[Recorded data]
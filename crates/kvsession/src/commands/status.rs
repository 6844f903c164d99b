//! Status command - probes the cache and reports connectivity.

use anyhow::Result;
use clap::Args;
use console::{Style, style};
use kvsession_store::{KvBackend, SessionStore};
use serde::Serialize;

use super::Context;

/// Arguments for the status command.
#[derive(Args, Debug)]
pub struct StatusArgs {
    /// Show store configuration as well
    #[arg(short, long)]
    pub detailed: bool,
}

/// Status response for JSON output.
#[derive(Debug, Serialize)]
struct StatusOutput {
    connected: bool,
    address: String,
    #[serde(skip_serializing_if = "Option::is_none")]
    session_ttl_secs: Option<u64>,
    #[serde(skip_serializing_if = "Option::is_none")]
    probe_interval_secs: Option<u64>,
    #[serde(skip_serializing_if = "Option::is_none")]
    error: Option<String>,
}

/// Run the status command.
///
/// A store that failed to connect is reported, not treated as an error.
pub async fn run<B: KvBackend>(
    args: StatusArgs,
    store: kvsession_store::Result<SessionStore<B>>,
    ctx: &Context,
) -> Result<()> {
    let output = match &store {
        Ok(store) => StatusOutput {
            connected: store.is_connected(),
            address: ctx.address.clone(),
            session_ttl_secs: Some(store.config().session_ttl.as_secs()),
            probe_interval_secs: Some(store.config().probe_interval.as_secs()),
            error: None,
        },
        Err(e) => StatusOutput {
            connected: false,
            address: ctx.address.clone(),
            session_ttl_secs: None,
            probe_interval_secs: None,
            error: Some(e.to_string()),
        },
    };

    if ctx.json_output {
        println!("{}", serde_json::to_string_pretty(&output)?);
    } else {
        print_human(&args, &output, ctx);
    }

    if let Ok(store) = store {
        store.shutdown().await;
    }

    Ok(())
}

fn print_human(args: &StatusArgs, output: &StatusOutput, ctx: &Context) {
    let dim = Style::new().dim();

    println!();
    println!("{}", style("Session Cache Status").bold());
    println!("{}", dim.apply_to("─".repeat(40)));
    println!();

    if output.connected {
        println!(
            "  {} {}",
            dim.apply_to("Status:"),
            Style::new().green().apply_to("● connected")
        );
    } else {
        println!(
            "  {} {}",
            dim.apply_to("Status:"),
            Style::new().red().apply_to("● unreachable")
        );
    }
    println!("  {} {}", dim.apply_to("Address:"), output.address);

    if args.detailed
        && let (Some(ttl), Some(interval)) = (output.session_ttl_secs, output.probe_interval_secs)
    {
        println!("  {} {}s", dim.apply_to("Session TTL:"), ttl);
        println!("  {} {}s", dim.apply_to("Probe interval:"), interval);
    }

    if ctx.verbose
        && let Some(error) = &output.error
    {
        println!();
        println!("  {} {}", dim.apply_to("Error:"), error);
    }

    println!();
}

What to do
Please give each line above again, word for word.

Answer to this problem
filename crates/kvsession/src/commands/status.rs
repository 6844f903c164d99b
//! Status command - probes the cache and reports connectivity.

use anyhow::Result;
use clap::Args;
use console::{Style, style};
use kvsession_store::{KvBackend, SessionStore};
use serde::Serialize;

use super::Context;

/// Arguments for the status command.
#[derive(Args, Debug)]
pub struct StatusArgs {
    /// Show store configuration as well
    #[arg(short, long)]
    pub detailed: bool,
}

/// Status response for JSON output.
#[derive(Debug, Serialize)]
struct StatusOutput {
    connected: bool,
    address: String,
    #[serde(skip_serializing_if = "Option::is_none")]
    session_ttl_secs: Option<u64>,
    #[serde(skip_serializing_if = "Option::is_none")]
    probe_interval_secs: Option<u64>,
    #[serde(skip_serializing_if = "Option::is_none")]
    error: Option<String>,
}

/// Run the status command.
///
/// A store that failed to connect is reported, not treated as an error.
pub async fn run<B: KvBackend>(
    args: StatusArgs,
    store: kvsession_store::Result<SessionStore<B>>,
    ctx: &Context,
) -> Result<()> {
    let output = match &store {
        Ok(store) => StatusOutput {
            connected: store.is_connected(),
            address: ctx.address.clone(),
            session_ttl_secs: Some(store.config().session_ttl.as_secs()),
            probe_interval_secs: Some(store.config().probe_interval.as_secs()),
            error: None,
        },
        Err(e) => StatusOutput {
            connected: false,
            address: ctx.address.clone(),
            session_ttl_secs: None,
            probe_interval_secs: None,
            error: Some(e.to_string()),
        },
    };

    if ctx.json_output {
        println!("{}", serde_json::to_string_pretty(&output)?);
    } else {
        print_human(&args, &output, ctx);
    }

    if let Ok(store) = store {
        store.shutdown().await;
    }

    Ok(())
}

fn print_human(args: &StatusArgs, output: &StatusOutput, ctx: &Context) {
    let dim = Style::new().dim();

    println!();
    println!("{}", style("Session Cache Status").bold());
    println!("{}", dim.apply_to("─".repeat(40)));
    println!();

    if output.connected {
        println!(
            "  {} {}",
            dim.apply_to("Status:"),
            Style::new().green().apply_to("● connected")
        );
    } else {
        println!(
            "  {} {}",
            dim.apply_to("Status:"),
            Style::new().red().apply_to("● unreachable")
        );
    }
    println!("  {} {}", dim.apply_to("Address:"), output.address);

    if args.detailed
        && let (Some(ttl), Some(interval)) = (output.session_ttl_secs, output.probe_interval_secs)
    {
        println!("  {} {}s", dim.apply_to("Session TTL:"), ttl);
        println!("  {} {}s", dim.apply_to("Probe interval:"), interval);
    }

    if ctx.verbose
        && let Some(error) = &output.error
    {
        println!();
        println!("  {} {}", dim.apply_to("Error:"), error);
    }

    println!();
}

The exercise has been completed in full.